(Recorded data begins)

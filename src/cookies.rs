//! Cookie codec: signed values, cookie policy, and chunking of oversized values.

use std::collections::HashMap;

use base64::Engine;
use base64::engine::general_purpose::URL_SAFE_NO_PAD;
use cookie::{Cookie, SameSite};
use hmac::{Hmac, Mac};
use serde::{Deserialize, Serialize};
use sha2::Sha256;
use time::{Duration, OffsetDateTime};

use crate::config::Secrets;
use crate::error::Error;

type HmacSha256 = Hmac<Sha256>;

/// Cookies sent by the browser, already percent-decoded, keyed by name.
pub type RequestCookies = HashMap<String, String>;

const ALLOWED_COOKIE_SIZE: usize = 4096;
const ESTIMATED_EMPTY_COOKIE_SIZE: usize = 160;

/// Largest value stored in a single cookie before it is split into numbered parts.
pub const CHUNK_SIZE: usize = ALLOWED_COOKIE_SIZE - ESTIMATED_EMPTY_COOKIE_SIZE;

fn mac(secret: &str) -> HmacSha256 {
    // HMAC accepts keys of any length.
    HmacSha256::new_from_slice(secret.as_bytes()).expect("HMAC key of any size")
}

/// Signs `value` with the newest secret.
///
/// `sealed = BASE64URL(value) "." BASE64URL(HMAC-SHA256(secret, BASE64URL(value)))`
#[must_use]
pub fn seal(value: &str, secrets: &Secrets) -> String {
    let payload = URL_SAFE_NO_PAD.encode(value);
    let mut m = mac(secrets.current());
    m.update(payload.as_bytes());
    let tag = URL_SAFE_NO_PAD.encode(m.finalize().into_bytes());
    format!("{payload}.{tag}")
}

/// Verifies a value produced by [`seal`] against every configured secret.
///
/// # Errors
///
/// Returns [`Error::InvalidSignature`] if the format is wrong or no secret
/// produces a matching MAC.
pub fn open(sealed: &str, secrets: &Secrets) -> Result<String, Error> {
    let (payload, tag) = sealed.rsplit_once('.').ok_or(Error::InvalidSignature)?;
    let tag = URL_SAFE_NO_PAD
        .decode(tag)
        .map_err(|_| Error::InvalidSignature)?;

    let verified = secrets.iter().any(|secret| {
        let mut m = mac(secret);
        m.update(payload.as_bytes());
        m.verify_slice(&tag).is_ok()
    });
    if !verified {
        return Err(Error::InvalidSignature);
    }

    let bytes = URL_SAFE_NO_PAD
        .decode(payload)
        .map_err(|_| Error::InvalidSignature)?;
    String::from_utf8(bytes).map_err(|_| Error::InvalidSignature)
}

#[derive(Serialize, Deserialize)]
struct Expiring {
    value: String,
    exp: i64,
}

/// Seals `value` together with an absolute expiry `ttl` from now.
#[must_use]
pub fn seal_with_expiry(value: &str, secrets: &Secrets, ttl: Duration) -> String {
    let envelope = Expiring {
        value: value.to_owned(),
        exp: (OffsetDateTime::now_utc() + ttl).unix_timestamp(),
    };
    // A struct of a string and an integer always serializes.
    let json = serde_json::to_string(&envelope).unwrap_or_default();
    seal(&json, secrets)
}

/// Opens a value sealed by [`seal_with_expiry`]. Expired envelopes are invalid.
///
/// # Errors
///
/// Returns [`Error::InvalidSignature`] on a bad MAC, a malformed envelope, or expiry.
pub fn open_unexpired(sealed: &str, secrets: &Secrets) -> Result<String, Error> {
    let json = open(sealed, secrets)?;
    let envelope: Expiring = serde_json::from_str(&json).map_err(|_| Error::InvalidSignature)?;
    if envelope.exp <= OffsetDateTime::now_utc().unix_timestamp() {
        return Err(Error::InvalidSignature);
    }
    Ok(envelope.value)
}

/// Names of every cookie the broker reads or writes.
#[derive(Debug, Clone, PartialEq, Eq)]
pub struct CookieNames {
    pub session_token: String,
    pub csrf_token: String,
    pub callback_url: String,
    pub state: String,
    pub nonce: String,
    pub pkce_code_verifier: String,
}

impl CookieNames {
    /// Default names; secure deployments get the `__Secure-`/`__Host-` prefixes.
    #[must_use]
    pub fn defaults(secure: bool) -> Self {
        let prefix = if secure { "__Secure-" } else { "" };
        let host_prefix = if secure { "__Host-" } else { "" };
        Self {
            session_token: format!("{prefix}auth.session-token"),
            csrf_token: format!("{host_prefix}auth.csrf-token"),
            callback_url: format!("{prefix}auth.callback-url"),
            state: format!("{prefix}auth.state"),
            nonce: format!("{prefix}auth.nonce"),
            pkce_code_verifier: format!("{prefix}auth.pkce.code_verifier"),
        }
    }
}

/// Attributes applied to every cookie the broker emits.
#[derive(Debug, Clone)]
pub struct CookiePolicy {
    pub secure: bool,
    pub same_site: SameSite,
    pub domain: Option<String>,
    pub names: CookieNames,
}

impl CookiePolicy {
    #[must_use]
    pub fn new(secure: bool) -> Self {
        Self {
            secure,
            same_site: SameSite::Lax,
            domain: None,
            names: CookieNames::defaults(secure),
        }
    }

    /// Build an `HttpOnly` cookie; `max_age = None` makes it a browser-session cookie.
    pub(crate) fn build(
        &self,
        name: &str,
        value: String,
        max_age: Option<Duration>,
    ) -> Cookie<'static> {
        let mut builder = Cookie::build((name.to_owned(), value))
            .http_only(true)
            .secure(self.secure)
            .same_site(self.same_site)
            .path("/");
        if let Some(max_age) = max_age {
            builder = builder
                .max_age(max_age)
                .expires(OffsetDateTime::now_utc() + max_age);
        }
        // `__Host-` cookies must not carry a Domain attribute.
        if let Some(domain) = &self.domain
            && !name.starts_with("__Host-")
        {
            builder = builder.domain(domain.clone());
        }
        builder.build()
    }

    /// Removal cookie for `name`.
    pub(crate) fn expired(&self, name: &str) -> Cookie<'static> {
        let mut builder = Cookie::build((name.to_owned(), ""))
            .http_only(true)
            .secure(self.secure)
            .same_site(self.same_site)
            .path("/")
            .max_age(Duration::ZERO)
            .expires(OffsetDateTime::UNIX_EPOCH);
        if let Some(domain) = &self.domain
            && !name.starts_with("__Host-")
        {
            builder = builder.domain(domain.clone());
        }
        builder.build()
    }

    /// Write `value` under `name`, split into `name.0`, `name.1`, ... when it
    /// exceeds [`CHUNK_SIZE`]. Leftover parts of a previous value are expired.
    pub(crate) fn chunked(
        &self,
        name: &str,
        value: &str,
        max_age: Option<Duration>,
        existing: &RequestCookies,
    ) -> Vec<Cookie<'static>> {
        let mut out = Vec::new();

        if value.len() <= CHUNK_SIZE {
            out.push(self.build(name, value.to_owned(), max_age));
            out.extend(
                existing_chunks(name, existing)
                    .into_iter()
                    .map(|(index, _)| self.expired(&format!("{name}.{index}"))),
            );
            return out;
        }

        let parts = split_at_char_boundaries(value, CHUNK_SIZE);
        for (index, part) in parts.iter().enumerate() {
            out.push(self.build(&format!("{name}.{index}"), (*part).to_owned(), max_age));
        }
        if existing.contains_key(name) {
            out.push(self.expired(name));
        }
        out.extend(
            existing_chunks(name, existing)
                .into_iter()
                .filter(|(index, _)| *index >= parts.len())
                .map(|(index, _)| self.expired(&format!("{name}.{index}"))),
        );
        out
    }

    /// Expire `name` and every chunk of it present in the request.
    pub(crate) fn clear_chunked(
        &self,
        name: &str,
        existing: &RequestCookies,
    ) -> Vec<Cookie<'static>> {
        let mut out = vec![self.expired(name)];
        out.extend(
            existing
                .keys()
                .filter(|key| chunk_suffix(name, key).is_some())
                .map(|key| self.expired(key)),
        );
        out
    }
}

/// Reassembles a possibly chunked cookie value.
///
/// Returns `Ok(None)` if neither `name` nor any `name.N` part is present.
///
/// # Errors
///
/// Returns [`Error::MalformedCookie`] if a part is missing from the sequence.
pub fn reassemble(name: &str, cookies: &RequestCookies) -> Result<Option<String>, Error> {
    if let Some(value) = cookies.get(name) {
        return Ok(Some(value.clone()));
    }

    let chunks = existing_chunks(name, cookies);
    if chunks.is_empty() {
        return Ok(None);
    }
    for (expected, (index, _)) in chunks.iter().enumerate() {
        if *index != expected {
            return Err(Error::MalformedCookie(format!("{name}.{expected}")));
        }
    }
    Ok(Some(chunks.into_iter().map(|(_, value)| value).collect()))
}

/// Digits after `name.`, if `key` is a chunk of `name`.
fn chunk_suffix<'a>(name: &str, key: &'a str) -> Option<&'a str> {
    let digits = key.strip_prefix(name)?.strip_prefix('.')?;
    (!digits.is_empty() && digits.bytes().all(|b| b.is_ascii_digit())).then_some(digits)
}

/// `(index, value)` of every `name.N` cookie, sorted by index. Only canonical
/// indices count: `name.01` is not part 1.
fn existing_chunks<'a>(name: &str, cookies: &'a RequestCookies) -> Vec<(usize, &'a str)> {
    let mut chunks: Vec<(usize, &str)> = cookies
        .iter()
        .filter_map(|(key, value)| {
            let digits = chunk_suffix(name, key)?;
            if digits.len() > 1 && digits.starts_with('0') {
                return None;
            }
            Some((digits.parse().ok()?, value.as_str()))
        })
        .collect();
    chunks.sort_unstable_by_key(|(index, _)| *index);
    chunks
}

fn split_at_char_boundaries(value: &str, size: usize) -> Vec<&str> {
    let mut parts = Vec::new();
    let mut rest = value;
    while !rest.is_empty() {
        let mut end = rest.len().min(size);
        while !rest.is_char_boundary(end) {
            end -= 1;
        }
        let (head, tail) = rest.split_at(end);
        parts.push(head);
        rest = tail;
    }
    parts
}

#[cfg(test)]
mod tests {
    use super::*;

    fn secrets() -> Secrets {
        Secrets::new(["test-secret"]).unwrap()
    }

    fn flip_char(s: &str, at: usize) -> String {
        let mut bytes = s.as_bytes().to_vec();
        bytes[at] = if bytes[at] == b'A' { b'B' } else { b'A' };
        String::from_utf8(bytes).unwrap()
    }

    #[test]
    fn test_seal_open_roundtrip() {
        let sealed = seal("hello|world", &secrets());
        assert_eq!(open(&sealed, &secrets()).unwrap(), "hello|world");
    }

    #[test]
    fn test_open_rejects_wrong_secret() {
        let sealed = seal("value", &secrets());
        let other = Secrets::new(["other-secret"]).unwrap();
        assert!(matches!(open(&sealed, &other), Err(Error::InvalidSignature)));
    }

    #[test]
    fn test_open_accepts_rotated_secret() {
        let old = Secrets::new(["old-secret"]).unwrap();
        let sealed = seal("value", &old);
        let rotated = Secrets::new(["new-secret", "old-secret"]).unwrap();
        assert_eq!(open(&sealed, &rotated).unwrap(), "value");
    }

    #[test]
    fn test_open_rejects_tampered_payload_and_tag() {
        let sealed = seal("some value", &secrets());
        assert!(open(&flip_char(&sealed, 0), &secrets()).is_err());
        assert!(open(&flip_char(&sealed, sealed.len() - 3), &secrets()).is_err());
        assert!(open("no-separator", &secrets()).is_err());
    }

    #[test]
    fn test_expiring_envelope() {
        let sealed = seal_with_expiry("v", &secrets(), Duration::minutes(15));
        assert_eq!(open_unexpired(&sealed, &secrets()).unwrap(), "v");

        let stale = seal_with_expiry("v", &secrets(), Duration::seconds(-1));
        assert!(open_unexpired(&stale, &secrets()).is_err());
    }

    #[test]
    fn test_cookie_names_prefixes() {
        let secure = CookieNames::defaults(true);
        assert_eq!(secure.session_token, "__Secure-auth.session-token");
        assert_eq!(secure.csrf_token, "__Host-auth.csrf-token");
        let plain = CookieNames::defaults(false);
        assert_eq!(plain.state, "auth.state");
    }

    #[test]
    fn test_small_value_is_single_cookie() {
        let policy = CookiePolicy::new(false);
        let cookies = policy.chunked("s", "abc", Some(Duration::days(1)), &RequestCookies::new());
        assert_eq!(cookies.len(), 1);
        assert_eq!(cookies[0].name(), "s");
        assert_eq!(cookies[0].value(), "abc");
        assert_eq!(cookies[0].http_only(), Some(true));
        assert_eq!(cookies[0].path(), Some("/"));
    }

    #[test]
    fn test_chunk_and_reassemble() {
        let policy = CookiePolicy::new(false);
        let value = "x".repeat(CHUNK_SIZE * 2 + 10);
        let cookies = policy.chunked("s", &value, None, &RequestCookies::new());
        assert_eq!(cookies.len(), 3);
        assert_eq!(cookies[2].name(), "s.2");

        let jar: RequestCookies = cookies
            .iter()
            .map(|c| (c.name().to_owned(), c.value().to_owned()))
            .collect();
        assert_eq!(reassemble("s", &jar).unwrap().unwrap(), value);
    }

    #[test]
    fn test_reassemble_missing_part_fails() {
        let mut jar = RequestCookies::new();
        jar.insert("s.0".into(), "a".into());
        jar.insert("s.2".into(), "c".into());
        assert!(matches!(
            reassemble("s", &jar),
            Err(Error::MalformedCookie(name)) if name == "s.1"
        ));
        assert!(reassemble("absent", &jar).unwrap().is_none());
    }

    #[test]
    fn test_non_canonical_chunk_index_ignored() {
        let mut jar = RequestCookies::new();
        jar.insert("s.0".into(), "a".into());
        jar.insert("s.1".into(), "b".into());
        jar.insert("s.01".into(), "x".into());
        jar.insert("s.1x".into(), "y".into());
        assert_eq!(reassemble("s", &jar).unwrap().as_deref(), Some("ab"));

        let cleared = CookiePolicy::new(false).clear_chunked("s", &jar);
        let mut names: Vec<_> = cleared.iter().map(|c| c.name().to_owned()).collect();
        names.sort();
        assert_eq!(names, ["s", "s.0", "s.01", "s.1"]);
    }

    #[test]
    fn test_stale_chunks_are_expired() {
        let policy = CookiePolicy::new(false);
        let mut jar = RequestCookies::new();
        jar.insert("s.0".into(), "a".into());
        jar.insert("s.1".into(), "b".into());

        let cookies = policy.chunked("s", "short", None, &jar);
        let names: Vec<_> = cookies.iter().map(|c| c.name().to_owned()).collect();
        assert_eq!(names, ["s", "s.0", "s.1"]);
        assert_eq!(cookies[1].max_age(), Some(Duration::ZERO));
    }

    #[test]
    fn test_clear_chunked_expires_all_parts() {
        let policy = CookiePolicy::new(true);
        let mut jar = RequestCookies::new();
        jar.insert("s.0".into(), "a".into());
        let cookies = policy.clear_chunked("s", &jar);
        assert_eq!(cookies.len(), 2);
        assert!(cookies.iter().all(|c| c.value().is_empty()));
    }

    #[test]
    fn test_host_prefixed_cookie_has_no_domain() {
        let mut policy = CookiePolicy::new(true);
        policy.domain = Some("example.com".into());
        let host = policy.build("__Host-auth.csrf-token", "v".into(), None);
        assert_eq!(host.domain(), None);
        let other = policy.build("__Secure-auth.state", "v".into(), None);
        assert_eq!(other.domain(), Some("example.com"));
    }
}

(Recorded data ends)

Please copy the line that holds "let mut policy" and each line under it through the last line above, exactly as they stand, adding nothing.

## Worked solution
        let mut policy = CookiePolicy::new(true);
        policy.domain = Some("example.com".into());
        let host = policy.build("__Host-auth.csrf-token", "v".into(), None);
        assert_eq!(host.domain(), None);
        let other = policy.build("__Secure-auth.state", "v".into(), None);
        assert_eq!(other.domain(), Some("example.com"));
    }
}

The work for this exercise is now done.